> **Task**: Please print the whole listing below exactly as it stands.

> **Extracted material**:
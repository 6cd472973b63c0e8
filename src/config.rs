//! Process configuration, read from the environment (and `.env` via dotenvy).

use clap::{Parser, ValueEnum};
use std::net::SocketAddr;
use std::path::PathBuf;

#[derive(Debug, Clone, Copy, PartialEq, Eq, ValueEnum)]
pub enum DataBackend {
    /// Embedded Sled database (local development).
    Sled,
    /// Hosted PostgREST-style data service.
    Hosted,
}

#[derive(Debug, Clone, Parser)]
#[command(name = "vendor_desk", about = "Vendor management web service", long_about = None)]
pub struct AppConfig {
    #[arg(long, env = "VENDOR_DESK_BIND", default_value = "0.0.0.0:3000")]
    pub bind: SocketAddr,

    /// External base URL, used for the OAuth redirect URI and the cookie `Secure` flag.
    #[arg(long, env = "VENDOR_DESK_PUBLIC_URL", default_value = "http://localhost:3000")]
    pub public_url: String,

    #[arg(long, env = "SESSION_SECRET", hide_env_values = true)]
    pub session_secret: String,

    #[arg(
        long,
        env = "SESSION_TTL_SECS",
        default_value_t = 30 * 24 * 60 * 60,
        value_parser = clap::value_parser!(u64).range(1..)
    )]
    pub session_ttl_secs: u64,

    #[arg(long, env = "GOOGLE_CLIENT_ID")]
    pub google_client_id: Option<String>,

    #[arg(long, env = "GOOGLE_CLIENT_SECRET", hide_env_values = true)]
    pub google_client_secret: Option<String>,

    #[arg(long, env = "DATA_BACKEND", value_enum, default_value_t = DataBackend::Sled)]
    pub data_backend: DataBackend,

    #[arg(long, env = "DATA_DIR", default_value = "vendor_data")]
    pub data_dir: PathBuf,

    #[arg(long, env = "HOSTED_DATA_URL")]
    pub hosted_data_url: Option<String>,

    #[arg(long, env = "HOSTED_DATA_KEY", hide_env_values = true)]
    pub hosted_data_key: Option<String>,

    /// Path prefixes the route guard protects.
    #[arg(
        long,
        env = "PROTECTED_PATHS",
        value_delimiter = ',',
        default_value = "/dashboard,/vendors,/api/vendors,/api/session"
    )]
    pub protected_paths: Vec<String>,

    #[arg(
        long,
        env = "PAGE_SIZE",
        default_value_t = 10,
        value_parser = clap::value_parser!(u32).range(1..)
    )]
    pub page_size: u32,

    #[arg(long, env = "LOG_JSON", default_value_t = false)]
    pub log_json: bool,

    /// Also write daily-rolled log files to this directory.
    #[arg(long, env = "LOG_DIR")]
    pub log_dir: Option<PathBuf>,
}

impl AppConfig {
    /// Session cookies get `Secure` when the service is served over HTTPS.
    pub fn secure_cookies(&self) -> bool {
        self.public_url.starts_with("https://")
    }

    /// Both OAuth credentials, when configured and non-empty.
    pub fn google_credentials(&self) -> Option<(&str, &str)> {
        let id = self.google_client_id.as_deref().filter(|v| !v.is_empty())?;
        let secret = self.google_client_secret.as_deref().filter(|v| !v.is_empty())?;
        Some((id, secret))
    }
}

> **Written reply**:
repository 6cd472973b63c0e8
filename src/config.rs
//! Process configuration, read from the environment (and `.env` via dotenvy).

use clap::{Parser, ValueEnum};
use std::net::SocketAddr;
use std::path::PathBuf;

#[derive(Debug, Clone, Copy, PartialEq, Eq, ValueEnum)]
pub enum DataBackend {
    /// Embedded Sled database (local development).
    Sled,
    /// Hosted PostgREST-style data service.
    Hosted,
}

#[derive(Debug, Clone, Parser)]
#[command(name = "vendor_desk", about = "Vendor management web service", long_about = None)]
pub struct AppConfig {
    #[arg(long, env = "VENDOR_DESK_BIND", default_value = "0.0.0.0:3000")]
    pub bind: SocketAddr,

    /// External base URL, used for the OAuth redirect URI and the cookie `Secure` flag.
    #[arg(long, env = "VENDOR_DESK_PUBLIC_URL", default_value = "http://localhost:3000")]
    pub public_url: String,

    #[arg(long, env = "SESSION_SECRET", hide_env_values = true)]
    pub session_secret: String,

    #[arg(
        long,
        env = "SESSION_TTL_SECS",
        default_value_t = 30 * 24 * 60 * 60,
        value_parser = clap::value_parser!(u64).range(1..)
    )]
    pub session_ttl_secs: u64,

    #[arg(long, env = "GOOGLE_CLIENT_ID")]
    pub google_client_id: Option<String>,

    #[arg(long, env = "GOOGLE_CLIENT_SECRET", hide_env_values = true)]
    pub google_client_secret: Option<String>,

    #[arg(long, env = "DATA_BACKEND", value_enum, default_value_t = DataBackend::Sled)]
    pub data_backend: DataBackend,

    #[arg(long, env = "DATA_DIR", default_value = "vendor_data")]
    pub data_dir: PathBuf,

    #[arg(long, env = "HOSTED_DATA_URL")]
    pub hosted_data_url: Option<String>,

    #[arg(long, env = "HOSTED_DATA_KEY", hide_env_values = true)]
    pub hosted_data_key: Option<String>,

    /// Path prefixes the route guard protects.
    #[arg(
        long,
        env = "PROTECTED_PATHS",
        value_delimiter = ',',
        default_value = "/dashboard,/vendors,/api/vendors,/api/session"
    )]
    pub protected_paths: Vec<String>,

    #[arg(
        long,
        env = "PAGE_SIZE",
        default_value_t = 10,
        value_parser = clap::value_parser!(u32).range(1..)
    )]
    pub page_size: u32,

    #[arg(long, env = "LOG_JSON", default_value_t = false)]
    pub log_json: bool,

    /// Also write daily-rolled log files to this directory.
    #[arg(long, env = "LOG_DIR")]
    pub log_dir: Option<PathBuf>,
}

impl AppConfig {
    /// Session cookies get `Secure` when the service is served over HTTPS.
    pub fn secure_cookies(&self) -> bool {
        self.public_url.starts_with("https://")
    }

    /// Both OAuth credentials, when configured and non-empty.
    pub fn google_credentials(&self) -> Option<(&str, &str)> {
        let id = self.google_client_id.as_deref().filter(|v| !v.is_empty())?;
        let secret = self.google_client_secret.as_deref().filter(|v| !v.is_empty())?;
        Some((id, secret))
    }
}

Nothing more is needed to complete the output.